A laboratory continuous flow-through sand reactor was used to study qualitatively and quantitatively the biogeochemical processes resulting from an input of an easily degradable organic substance (lactate) into a model aquifer. The primary occurring redox processes are mediated by microorganisms and can be described by the classical sequence of inorganic redox reactions in aquatic systems. In the steady state situation, the nitrate and sulfate reduction follow a pseudo first-order kinetics, with respective rate constants of (2.7 +/- 0.2) . 10(-1) min-1 and (2.3 +/- 0.3) . 10(-2) min-1. These rate constants are within the same range of other laboratory and field studies when taking the population densitv of microorganisms into account.
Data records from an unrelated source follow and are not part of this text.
// ABOUTME: Habit, meal and workout log routes
// ABOUTME: Lists filter by instance and category
//
// SPDX-License-Identifier: MIT OR Apache-2.0
// Copyright (c) 2025 Pierre Fitness Intelligence

use std::sync::Arc;

use axum::{
    extract::{Path, Query, State},
    http::StatusCode,
    response::{IntoResponse, Response},
    routing::get,
    Json, Router,
};

use crate::database::{CreateLogRequest, ListLogsFilter, UpdateLogRequest};
use crate::errors::{AppError, AppJson};
use crate::mcp::resources::ServerResources;

/// Log routes handler
pub struct LogRoutes;

impl LogRoutes {
    /// Create all log routes
    pub fn routes(resources: Arc<ServerResources>) -> Router {
        Router::new()
            .route("/api/logs", get(Self::list_logs).post(Self::create_log))
            .route(
                "/api/logs/:log_id",
                get(Self::get_log)
                    .put(Self::update_log)
                    .delete(Self::delete_log),
            )
            .with_state(resources)
    }

    async fn list_logs(
        State(resources): State<Arc<ServerResources>>,
        Query(filter): Query<ListLogsFilter>,
    ) -> Result<Response, AppError> {
        let logs = resources.database.logs().list(&filter).await?;
        Ok((StatusCode::OK, Json(logs)).into_response())
    }

    async fn create_log(
        State(resources): State<Arc<ServerResources>>,
        AppJson(request): AppJson<CreateLogRequest>,
    ) -> Result<Response, AppError> {
        let log = resources.database.logs().create(&request).await?;
        Ok((StatusCode::CREATED, Json(log)).into_response())
    }

    async fn get_log(
        State(resources): State<Arc<ServerResources>>,
        Path(log_id): Path<String>,
    ) -> Result<Response, AppError> {
        let log = resources
            .database
            .logs()
            .get(&log_id)
            .await?
            .ok_or_else(|| AppError::not_found(format!("Log {log_id}")))?;
        Ok((StatusCode::OK, Json(log)).into_response())
    }

    async fn update_log(
        State(resources): State<Arc<ServerResources>>,
        Path(log_id): Path<String>,
        AppJson(request): AppJson<UpdateLogRequest>,
    ) -> Result<Response, AppError> {
        let log = resources
            .database
            .logs()
            .update(&log_id, &request)
            .await?
            .ok_or_else(|| AppError::not_found(format!("Log {log_id}")))?;
        Ok((StatusCode::OK, Json(log)).into_response())
    }

    async fn delete_log(
        State(resources): State<Arc<ServerResources>>,
        Path(log_id): Path<String>,
    ) -> Result<Response, AppError> {
        if resources.database.logs().delete(&log_id).await? {
            Ok(StatusCode::NO_CONTENT.into_response())
        } else {
            Err(AppError::not_found(format!("Log {log_id}")))
        }
    }
}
The dissolution of Mn(II) and Fe(II) follows pseudo zero-order kinetics. During the experiment (3 months) the respective rate constants for Mn(II) decrease from 100 nM/min to 1 nM/min, whereas the rate constant for Fe(II) remains almost unchanged in the range of 30 nM/min. The important inorganic geochemical processes induced by redox reactions are dissolution of CaCO3 by CO2, adsorption of Mn(II), precipitation of Fe(II) by sulfides (S(-II)), and the reductive dissolution of Fe(III)(hydr)oxides by S(-II) forming FeS. The last reaction consumes more than 80% of the S(-II) produced, i.e., controls the concentration of the enzymatically produced S(-II). The calculated alkalinity, carbon, and electron balance matched well with the measured concentration changes in the reactor. This shows that the microbially mediated redox processes can be expressed by a set of simple chemical reactions.